INSTRUCTIONS FOR THE TASK ▸
What lines of the listing below contain the word "None"? Copy each of them out.

RECORDS FOR THE EXERCISE ▸
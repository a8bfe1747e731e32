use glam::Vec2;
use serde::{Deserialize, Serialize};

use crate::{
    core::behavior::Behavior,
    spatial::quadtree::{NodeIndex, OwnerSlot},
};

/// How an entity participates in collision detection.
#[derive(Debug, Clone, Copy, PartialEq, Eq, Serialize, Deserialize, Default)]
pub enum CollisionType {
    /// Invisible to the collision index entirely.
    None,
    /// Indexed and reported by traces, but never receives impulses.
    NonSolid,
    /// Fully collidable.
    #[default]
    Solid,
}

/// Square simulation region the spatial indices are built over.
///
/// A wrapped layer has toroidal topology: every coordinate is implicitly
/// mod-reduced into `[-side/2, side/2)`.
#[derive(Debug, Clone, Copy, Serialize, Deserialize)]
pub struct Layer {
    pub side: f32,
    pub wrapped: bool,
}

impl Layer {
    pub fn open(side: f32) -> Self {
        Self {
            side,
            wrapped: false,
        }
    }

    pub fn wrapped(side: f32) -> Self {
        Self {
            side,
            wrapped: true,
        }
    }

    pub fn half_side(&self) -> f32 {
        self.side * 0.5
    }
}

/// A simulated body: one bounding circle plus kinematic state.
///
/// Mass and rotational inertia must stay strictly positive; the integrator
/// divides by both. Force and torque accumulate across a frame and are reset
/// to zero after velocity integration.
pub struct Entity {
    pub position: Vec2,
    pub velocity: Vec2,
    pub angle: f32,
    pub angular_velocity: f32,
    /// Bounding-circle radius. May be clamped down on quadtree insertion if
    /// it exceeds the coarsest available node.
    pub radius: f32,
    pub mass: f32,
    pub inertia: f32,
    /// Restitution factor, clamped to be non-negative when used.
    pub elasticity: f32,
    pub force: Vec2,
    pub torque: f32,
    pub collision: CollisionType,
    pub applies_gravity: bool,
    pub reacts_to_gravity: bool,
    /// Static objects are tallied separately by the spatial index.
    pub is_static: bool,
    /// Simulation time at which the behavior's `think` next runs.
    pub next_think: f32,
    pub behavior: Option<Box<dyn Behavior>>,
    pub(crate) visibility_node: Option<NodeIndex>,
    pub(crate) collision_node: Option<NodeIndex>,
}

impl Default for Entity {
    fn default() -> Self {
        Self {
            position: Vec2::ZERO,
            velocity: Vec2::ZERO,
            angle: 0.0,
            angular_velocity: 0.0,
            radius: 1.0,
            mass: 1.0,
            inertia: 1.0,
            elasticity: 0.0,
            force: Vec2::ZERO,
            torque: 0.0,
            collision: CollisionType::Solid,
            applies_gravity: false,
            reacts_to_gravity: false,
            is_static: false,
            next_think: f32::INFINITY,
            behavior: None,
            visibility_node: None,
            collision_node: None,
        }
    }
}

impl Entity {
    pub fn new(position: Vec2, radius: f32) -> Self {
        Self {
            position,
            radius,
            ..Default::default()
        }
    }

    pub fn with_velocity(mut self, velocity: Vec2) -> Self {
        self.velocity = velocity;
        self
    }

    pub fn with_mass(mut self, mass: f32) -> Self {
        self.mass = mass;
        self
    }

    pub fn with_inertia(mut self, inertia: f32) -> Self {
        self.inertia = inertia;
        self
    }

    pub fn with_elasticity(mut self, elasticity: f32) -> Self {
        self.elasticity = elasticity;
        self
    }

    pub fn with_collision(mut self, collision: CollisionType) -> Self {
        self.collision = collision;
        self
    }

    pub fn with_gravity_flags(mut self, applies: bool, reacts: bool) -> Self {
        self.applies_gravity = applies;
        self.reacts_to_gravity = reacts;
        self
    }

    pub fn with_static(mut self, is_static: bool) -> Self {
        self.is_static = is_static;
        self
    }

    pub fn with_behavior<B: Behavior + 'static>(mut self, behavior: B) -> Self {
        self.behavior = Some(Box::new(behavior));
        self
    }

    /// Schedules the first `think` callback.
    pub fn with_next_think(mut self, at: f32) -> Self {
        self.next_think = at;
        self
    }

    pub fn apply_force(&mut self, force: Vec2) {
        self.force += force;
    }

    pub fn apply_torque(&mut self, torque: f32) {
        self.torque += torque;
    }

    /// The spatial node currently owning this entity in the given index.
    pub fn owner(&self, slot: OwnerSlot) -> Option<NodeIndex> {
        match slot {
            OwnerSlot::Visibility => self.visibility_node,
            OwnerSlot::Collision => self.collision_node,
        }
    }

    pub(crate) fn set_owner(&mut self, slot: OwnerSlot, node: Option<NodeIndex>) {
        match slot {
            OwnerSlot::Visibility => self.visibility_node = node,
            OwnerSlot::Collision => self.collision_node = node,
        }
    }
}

OUTPUT OF THE TASK ▸
    None,
            behavior: None,
            visibility_node: None,
            collision_node: None,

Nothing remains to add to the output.